== What to work on ==
Where the records below have a line with "break", that line is to be copied.
BEGIN
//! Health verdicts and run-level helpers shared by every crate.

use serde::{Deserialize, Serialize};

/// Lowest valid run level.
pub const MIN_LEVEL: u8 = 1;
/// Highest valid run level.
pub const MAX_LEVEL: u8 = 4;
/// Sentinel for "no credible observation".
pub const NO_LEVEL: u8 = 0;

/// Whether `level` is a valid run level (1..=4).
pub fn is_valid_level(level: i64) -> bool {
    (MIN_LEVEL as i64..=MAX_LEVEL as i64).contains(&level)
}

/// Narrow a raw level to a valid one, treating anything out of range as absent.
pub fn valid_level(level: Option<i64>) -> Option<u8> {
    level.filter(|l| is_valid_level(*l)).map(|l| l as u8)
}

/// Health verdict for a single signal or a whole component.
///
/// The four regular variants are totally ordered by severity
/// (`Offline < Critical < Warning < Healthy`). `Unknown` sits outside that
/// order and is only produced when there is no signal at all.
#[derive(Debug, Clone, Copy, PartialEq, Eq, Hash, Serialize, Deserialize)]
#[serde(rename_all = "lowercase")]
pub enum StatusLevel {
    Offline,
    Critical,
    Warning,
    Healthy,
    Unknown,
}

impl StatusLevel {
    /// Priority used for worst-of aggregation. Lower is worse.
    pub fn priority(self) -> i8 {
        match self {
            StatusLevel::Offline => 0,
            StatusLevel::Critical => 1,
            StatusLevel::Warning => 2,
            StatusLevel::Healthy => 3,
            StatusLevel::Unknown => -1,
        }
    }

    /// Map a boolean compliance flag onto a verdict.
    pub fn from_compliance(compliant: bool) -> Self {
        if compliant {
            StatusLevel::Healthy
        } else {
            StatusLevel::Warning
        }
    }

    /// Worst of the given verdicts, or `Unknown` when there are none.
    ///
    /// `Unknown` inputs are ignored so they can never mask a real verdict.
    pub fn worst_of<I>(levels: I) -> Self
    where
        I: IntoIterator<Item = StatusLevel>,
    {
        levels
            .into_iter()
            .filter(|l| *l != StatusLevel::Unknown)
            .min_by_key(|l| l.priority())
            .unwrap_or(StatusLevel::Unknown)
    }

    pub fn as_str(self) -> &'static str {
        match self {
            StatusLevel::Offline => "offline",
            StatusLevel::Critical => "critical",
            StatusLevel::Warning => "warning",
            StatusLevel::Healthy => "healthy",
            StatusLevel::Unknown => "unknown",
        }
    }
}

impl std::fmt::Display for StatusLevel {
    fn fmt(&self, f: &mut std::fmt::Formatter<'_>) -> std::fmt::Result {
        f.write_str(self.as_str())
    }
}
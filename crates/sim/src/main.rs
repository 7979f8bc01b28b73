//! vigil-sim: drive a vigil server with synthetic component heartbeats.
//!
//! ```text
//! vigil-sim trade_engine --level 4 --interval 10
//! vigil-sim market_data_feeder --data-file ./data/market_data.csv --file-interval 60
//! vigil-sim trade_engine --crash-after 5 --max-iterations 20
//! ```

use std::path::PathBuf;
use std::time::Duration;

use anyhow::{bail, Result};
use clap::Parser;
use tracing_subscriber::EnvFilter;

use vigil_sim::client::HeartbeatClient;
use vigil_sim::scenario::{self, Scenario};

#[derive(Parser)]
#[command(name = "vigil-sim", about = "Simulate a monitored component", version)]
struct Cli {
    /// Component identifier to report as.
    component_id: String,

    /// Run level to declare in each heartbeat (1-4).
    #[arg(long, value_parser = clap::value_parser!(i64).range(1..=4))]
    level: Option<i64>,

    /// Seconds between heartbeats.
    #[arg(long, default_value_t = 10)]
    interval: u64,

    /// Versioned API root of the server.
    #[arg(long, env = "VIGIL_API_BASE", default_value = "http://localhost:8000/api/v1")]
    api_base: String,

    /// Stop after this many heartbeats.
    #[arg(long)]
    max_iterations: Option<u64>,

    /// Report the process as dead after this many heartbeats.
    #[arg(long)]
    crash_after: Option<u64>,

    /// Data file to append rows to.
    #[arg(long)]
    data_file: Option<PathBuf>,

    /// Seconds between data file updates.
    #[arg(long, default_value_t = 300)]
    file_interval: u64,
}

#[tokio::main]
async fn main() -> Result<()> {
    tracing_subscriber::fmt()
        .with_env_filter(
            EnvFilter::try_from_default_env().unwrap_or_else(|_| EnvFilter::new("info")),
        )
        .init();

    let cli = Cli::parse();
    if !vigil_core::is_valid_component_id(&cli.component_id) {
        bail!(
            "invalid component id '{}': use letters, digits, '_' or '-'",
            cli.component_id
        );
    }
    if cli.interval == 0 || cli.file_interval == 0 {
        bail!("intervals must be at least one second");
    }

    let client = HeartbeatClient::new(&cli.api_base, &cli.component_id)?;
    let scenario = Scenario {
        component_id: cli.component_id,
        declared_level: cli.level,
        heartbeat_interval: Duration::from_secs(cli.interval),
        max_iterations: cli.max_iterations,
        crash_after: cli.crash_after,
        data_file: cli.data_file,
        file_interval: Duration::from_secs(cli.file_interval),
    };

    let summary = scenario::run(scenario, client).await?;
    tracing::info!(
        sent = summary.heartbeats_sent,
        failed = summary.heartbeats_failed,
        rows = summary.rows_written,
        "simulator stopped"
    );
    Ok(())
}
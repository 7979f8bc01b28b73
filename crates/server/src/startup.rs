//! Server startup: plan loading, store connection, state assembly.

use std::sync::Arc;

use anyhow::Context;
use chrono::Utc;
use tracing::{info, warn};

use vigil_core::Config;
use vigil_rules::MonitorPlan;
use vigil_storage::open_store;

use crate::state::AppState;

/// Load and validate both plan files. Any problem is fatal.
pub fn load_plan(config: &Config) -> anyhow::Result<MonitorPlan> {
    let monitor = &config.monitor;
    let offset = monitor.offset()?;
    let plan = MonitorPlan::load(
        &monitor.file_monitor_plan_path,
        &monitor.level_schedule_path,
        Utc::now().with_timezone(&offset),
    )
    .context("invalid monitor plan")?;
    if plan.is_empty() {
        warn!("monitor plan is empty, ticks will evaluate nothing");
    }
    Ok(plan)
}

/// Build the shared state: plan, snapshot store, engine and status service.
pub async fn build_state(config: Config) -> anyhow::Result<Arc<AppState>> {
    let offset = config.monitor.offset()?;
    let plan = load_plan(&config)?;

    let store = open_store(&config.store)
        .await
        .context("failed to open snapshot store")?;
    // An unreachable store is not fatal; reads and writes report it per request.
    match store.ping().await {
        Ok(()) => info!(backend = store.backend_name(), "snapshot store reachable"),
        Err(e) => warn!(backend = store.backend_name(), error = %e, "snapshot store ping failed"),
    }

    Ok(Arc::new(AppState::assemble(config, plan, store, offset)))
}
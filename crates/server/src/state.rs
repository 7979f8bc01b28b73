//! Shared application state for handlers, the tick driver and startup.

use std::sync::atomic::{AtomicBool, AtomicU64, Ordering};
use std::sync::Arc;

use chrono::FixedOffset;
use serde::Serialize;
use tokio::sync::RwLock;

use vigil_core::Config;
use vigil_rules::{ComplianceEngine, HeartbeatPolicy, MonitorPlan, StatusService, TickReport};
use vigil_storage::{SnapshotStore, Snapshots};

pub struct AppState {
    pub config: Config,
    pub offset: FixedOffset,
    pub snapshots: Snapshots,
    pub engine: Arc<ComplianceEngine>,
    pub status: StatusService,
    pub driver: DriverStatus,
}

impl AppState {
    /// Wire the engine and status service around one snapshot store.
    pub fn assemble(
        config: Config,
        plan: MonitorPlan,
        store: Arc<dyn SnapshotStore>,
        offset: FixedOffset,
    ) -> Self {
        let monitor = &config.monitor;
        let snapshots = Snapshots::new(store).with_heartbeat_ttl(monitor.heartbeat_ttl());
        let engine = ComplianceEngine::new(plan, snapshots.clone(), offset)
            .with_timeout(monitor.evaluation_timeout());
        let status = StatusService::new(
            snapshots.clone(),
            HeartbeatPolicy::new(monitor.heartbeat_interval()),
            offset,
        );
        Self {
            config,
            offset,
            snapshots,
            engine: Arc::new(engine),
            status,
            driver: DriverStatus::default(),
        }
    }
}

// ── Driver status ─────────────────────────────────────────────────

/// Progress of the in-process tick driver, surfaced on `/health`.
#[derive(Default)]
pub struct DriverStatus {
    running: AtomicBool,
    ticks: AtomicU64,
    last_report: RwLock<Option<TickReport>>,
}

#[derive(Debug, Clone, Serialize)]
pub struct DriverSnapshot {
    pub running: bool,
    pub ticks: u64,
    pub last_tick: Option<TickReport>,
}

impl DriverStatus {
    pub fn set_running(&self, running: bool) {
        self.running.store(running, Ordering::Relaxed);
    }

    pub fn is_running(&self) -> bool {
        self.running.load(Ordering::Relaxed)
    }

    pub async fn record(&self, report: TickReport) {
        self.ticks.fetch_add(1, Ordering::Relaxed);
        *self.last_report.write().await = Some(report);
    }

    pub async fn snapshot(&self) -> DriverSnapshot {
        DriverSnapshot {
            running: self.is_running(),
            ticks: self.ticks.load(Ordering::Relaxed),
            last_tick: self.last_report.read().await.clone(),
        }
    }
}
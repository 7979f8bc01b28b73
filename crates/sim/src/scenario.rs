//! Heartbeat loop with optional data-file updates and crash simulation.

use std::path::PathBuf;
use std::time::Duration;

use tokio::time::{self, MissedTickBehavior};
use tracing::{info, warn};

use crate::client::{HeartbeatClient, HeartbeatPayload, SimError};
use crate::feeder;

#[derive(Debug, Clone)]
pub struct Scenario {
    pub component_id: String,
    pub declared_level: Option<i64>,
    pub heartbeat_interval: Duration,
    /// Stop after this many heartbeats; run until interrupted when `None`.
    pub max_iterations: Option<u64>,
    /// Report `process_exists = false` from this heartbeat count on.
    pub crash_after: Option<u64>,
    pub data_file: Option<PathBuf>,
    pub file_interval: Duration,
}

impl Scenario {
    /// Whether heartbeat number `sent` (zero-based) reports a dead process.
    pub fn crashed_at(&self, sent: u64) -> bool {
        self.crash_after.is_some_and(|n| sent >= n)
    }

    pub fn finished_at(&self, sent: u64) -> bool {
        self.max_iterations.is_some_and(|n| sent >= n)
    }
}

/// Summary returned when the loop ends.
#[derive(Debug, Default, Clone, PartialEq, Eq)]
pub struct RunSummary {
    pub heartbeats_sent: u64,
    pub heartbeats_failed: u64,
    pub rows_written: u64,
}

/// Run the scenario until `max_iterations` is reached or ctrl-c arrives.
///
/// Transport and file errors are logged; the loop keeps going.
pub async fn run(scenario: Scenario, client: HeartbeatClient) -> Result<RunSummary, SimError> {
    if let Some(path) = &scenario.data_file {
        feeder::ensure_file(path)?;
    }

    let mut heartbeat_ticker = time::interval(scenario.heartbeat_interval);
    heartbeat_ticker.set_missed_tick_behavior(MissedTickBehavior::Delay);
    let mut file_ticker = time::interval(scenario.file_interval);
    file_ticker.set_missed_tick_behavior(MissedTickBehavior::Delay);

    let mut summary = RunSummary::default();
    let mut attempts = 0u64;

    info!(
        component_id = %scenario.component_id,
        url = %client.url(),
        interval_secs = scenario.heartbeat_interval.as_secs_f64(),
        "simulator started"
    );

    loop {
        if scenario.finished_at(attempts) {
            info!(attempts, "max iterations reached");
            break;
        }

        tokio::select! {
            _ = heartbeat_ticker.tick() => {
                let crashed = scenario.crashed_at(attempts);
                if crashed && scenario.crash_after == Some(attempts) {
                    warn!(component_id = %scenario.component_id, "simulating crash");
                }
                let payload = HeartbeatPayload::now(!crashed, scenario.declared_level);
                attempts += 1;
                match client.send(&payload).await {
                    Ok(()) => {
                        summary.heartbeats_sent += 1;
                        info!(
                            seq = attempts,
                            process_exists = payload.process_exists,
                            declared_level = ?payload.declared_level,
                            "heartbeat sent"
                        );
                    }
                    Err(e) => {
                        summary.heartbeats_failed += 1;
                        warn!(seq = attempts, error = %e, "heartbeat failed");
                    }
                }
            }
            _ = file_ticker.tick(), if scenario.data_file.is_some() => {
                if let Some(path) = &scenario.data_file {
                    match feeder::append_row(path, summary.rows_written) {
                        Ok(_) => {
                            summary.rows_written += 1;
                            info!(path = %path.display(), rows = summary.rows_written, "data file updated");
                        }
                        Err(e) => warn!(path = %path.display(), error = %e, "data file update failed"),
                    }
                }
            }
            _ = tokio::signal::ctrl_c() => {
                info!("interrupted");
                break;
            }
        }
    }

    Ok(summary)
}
END
BEGIN
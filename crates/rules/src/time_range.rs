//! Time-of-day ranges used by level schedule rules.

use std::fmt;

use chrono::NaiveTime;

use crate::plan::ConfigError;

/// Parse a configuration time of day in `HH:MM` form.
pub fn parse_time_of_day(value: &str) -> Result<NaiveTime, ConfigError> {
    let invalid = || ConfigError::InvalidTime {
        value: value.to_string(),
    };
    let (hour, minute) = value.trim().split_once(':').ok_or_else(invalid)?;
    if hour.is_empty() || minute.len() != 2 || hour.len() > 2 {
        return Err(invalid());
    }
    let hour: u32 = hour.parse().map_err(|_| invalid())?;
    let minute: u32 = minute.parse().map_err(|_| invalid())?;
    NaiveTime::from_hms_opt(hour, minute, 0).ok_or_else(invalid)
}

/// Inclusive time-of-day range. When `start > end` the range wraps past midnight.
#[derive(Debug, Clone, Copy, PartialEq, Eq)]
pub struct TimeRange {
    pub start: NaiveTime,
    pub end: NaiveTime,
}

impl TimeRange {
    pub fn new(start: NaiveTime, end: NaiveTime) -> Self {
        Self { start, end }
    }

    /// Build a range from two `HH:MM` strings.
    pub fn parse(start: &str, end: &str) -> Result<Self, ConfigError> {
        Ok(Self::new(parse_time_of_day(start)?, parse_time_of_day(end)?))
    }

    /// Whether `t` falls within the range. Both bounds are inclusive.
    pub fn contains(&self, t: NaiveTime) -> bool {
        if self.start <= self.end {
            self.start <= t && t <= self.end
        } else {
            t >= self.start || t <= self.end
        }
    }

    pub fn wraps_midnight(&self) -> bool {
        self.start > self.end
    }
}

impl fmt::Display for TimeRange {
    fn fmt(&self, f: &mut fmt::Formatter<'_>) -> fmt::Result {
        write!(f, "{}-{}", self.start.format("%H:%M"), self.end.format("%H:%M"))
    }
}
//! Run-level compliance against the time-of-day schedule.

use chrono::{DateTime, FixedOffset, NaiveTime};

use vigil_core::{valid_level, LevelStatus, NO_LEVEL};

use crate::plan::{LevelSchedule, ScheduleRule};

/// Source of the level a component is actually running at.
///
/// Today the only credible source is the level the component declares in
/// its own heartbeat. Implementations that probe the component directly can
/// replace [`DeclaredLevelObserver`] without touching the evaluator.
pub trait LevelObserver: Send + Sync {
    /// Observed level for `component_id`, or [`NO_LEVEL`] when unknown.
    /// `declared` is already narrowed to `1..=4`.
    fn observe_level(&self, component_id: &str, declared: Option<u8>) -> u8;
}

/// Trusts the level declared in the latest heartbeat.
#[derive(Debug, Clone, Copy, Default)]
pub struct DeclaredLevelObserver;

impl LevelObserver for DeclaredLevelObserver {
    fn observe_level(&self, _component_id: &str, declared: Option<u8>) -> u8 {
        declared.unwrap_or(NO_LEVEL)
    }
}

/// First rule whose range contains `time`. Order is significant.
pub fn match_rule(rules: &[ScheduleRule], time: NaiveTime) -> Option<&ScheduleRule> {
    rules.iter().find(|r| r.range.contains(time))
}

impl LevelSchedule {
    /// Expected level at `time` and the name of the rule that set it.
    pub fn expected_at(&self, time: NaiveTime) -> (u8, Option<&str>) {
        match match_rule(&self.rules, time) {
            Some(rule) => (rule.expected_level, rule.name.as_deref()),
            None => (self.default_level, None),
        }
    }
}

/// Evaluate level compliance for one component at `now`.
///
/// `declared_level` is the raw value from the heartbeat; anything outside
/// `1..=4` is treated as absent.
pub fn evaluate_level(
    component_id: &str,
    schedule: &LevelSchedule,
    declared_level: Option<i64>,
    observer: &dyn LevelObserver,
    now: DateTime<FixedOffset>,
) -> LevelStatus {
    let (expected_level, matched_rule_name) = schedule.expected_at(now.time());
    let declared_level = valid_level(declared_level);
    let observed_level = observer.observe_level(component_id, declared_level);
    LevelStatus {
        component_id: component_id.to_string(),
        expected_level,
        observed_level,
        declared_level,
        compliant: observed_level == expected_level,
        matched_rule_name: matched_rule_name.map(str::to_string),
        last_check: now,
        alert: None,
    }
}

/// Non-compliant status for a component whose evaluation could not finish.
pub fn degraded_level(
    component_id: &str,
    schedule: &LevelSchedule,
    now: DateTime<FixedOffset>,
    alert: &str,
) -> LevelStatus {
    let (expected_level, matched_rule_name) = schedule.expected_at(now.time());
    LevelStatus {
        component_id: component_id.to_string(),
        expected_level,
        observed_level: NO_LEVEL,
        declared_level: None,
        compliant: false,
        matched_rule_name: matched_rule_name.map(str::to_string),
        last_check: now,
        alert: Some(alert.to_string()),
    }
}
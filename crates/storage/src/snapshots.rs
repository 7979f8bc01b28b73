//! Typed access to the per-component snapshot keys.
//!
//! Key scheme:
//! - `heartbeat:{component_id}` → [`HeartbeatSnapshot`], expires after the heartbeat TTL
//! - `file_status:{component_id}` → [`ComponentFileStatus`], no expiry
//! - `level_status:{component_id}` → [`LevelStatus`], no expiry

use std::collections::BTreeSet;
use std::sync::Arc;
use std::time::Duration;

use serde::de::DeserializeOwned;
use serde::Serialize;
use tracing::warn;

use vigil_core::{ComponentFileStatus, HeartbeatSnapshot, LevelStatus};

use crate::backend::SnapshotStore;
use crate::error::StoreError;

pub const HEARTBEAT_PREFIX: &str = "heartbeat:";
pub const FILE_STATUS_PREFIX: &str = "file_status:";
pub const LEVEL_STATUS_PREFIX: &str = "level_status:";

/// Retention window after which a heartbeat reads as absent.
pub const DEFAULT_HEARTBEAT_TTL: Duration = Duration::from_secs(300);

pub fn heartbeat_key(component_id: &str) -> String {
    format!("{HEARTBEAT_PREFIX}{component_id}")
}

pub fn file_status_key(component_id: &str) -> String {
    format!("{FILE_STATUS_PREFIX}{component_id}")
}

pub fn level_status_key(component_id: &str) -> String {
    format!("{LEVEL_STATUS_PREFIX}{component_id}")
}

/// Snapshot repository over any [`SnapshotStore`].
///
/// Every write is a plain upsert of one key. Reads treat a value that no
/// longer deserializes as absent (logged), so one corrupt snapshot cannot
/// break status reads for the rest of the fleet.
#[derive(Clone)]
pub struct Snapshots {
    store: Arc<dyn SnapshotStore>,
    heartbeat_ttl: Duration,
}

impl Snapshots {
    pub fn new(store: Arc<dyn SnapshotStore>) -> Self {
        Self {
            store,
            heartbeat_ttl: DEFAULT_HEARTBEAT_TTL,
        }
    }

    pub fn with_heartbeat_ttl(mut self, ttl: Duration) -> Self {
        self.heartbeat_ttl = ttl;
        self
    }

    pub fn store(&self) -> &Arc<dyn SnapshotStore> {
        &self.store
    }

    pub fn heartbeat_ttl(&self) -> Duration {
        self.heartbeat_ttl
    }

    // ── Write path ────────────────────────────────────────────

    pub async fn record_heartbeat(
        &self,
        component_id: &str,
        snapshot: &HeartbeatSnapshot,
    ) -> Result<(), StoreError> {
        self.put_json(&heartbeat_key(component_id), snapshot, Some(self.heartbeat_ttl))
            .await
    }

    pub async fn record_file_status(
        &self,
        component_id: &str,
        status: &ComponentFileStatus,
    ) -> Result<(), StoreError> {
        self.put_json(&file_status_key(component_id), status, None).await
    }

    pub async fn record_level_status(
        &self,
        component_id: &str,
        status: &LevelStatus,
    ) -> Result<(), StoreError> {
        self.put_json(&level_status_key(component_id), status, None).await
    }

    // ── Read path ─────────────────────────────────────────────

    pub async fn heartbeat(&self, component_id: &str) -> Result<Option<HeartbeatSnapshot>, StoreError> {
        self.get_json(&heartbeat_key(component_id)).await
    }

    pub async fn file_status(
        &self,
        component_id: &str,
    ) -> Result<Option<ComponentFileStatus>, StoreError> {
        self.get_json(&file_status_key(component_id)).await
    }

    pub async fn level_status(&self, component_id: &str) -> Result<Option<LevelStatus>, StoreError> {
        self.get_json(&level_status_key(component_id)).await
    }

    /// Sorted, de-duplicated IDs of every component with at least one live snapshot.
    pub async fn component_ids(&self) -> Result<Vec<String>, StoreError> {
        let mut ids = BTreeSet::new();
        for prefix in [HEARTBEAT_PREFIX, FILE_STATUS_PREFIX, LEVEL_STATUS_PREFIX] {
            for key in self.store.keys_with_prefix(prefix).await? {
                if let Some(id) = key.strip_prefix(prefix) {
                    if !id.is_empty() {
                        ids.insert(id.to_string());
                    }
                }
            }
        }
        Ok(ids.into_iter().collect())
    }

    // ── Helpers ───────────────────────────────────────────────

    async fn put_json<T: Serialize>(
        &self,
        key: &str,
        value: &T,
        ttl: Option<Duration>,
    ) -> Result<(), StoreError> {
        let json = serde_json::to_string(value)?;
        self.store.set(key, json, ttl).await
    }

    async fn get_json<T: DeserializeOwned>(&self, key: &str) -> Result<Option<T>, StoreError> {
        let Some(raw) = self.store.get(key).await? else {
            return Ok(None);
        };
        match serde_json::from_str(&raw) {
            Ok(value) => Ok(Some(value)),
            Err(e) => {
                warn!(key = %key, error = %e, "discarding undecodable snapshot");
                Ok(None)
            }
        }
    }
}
END
== Solution to this problem ==
            break;
                break;
/// break status reads for the rest of the fleet.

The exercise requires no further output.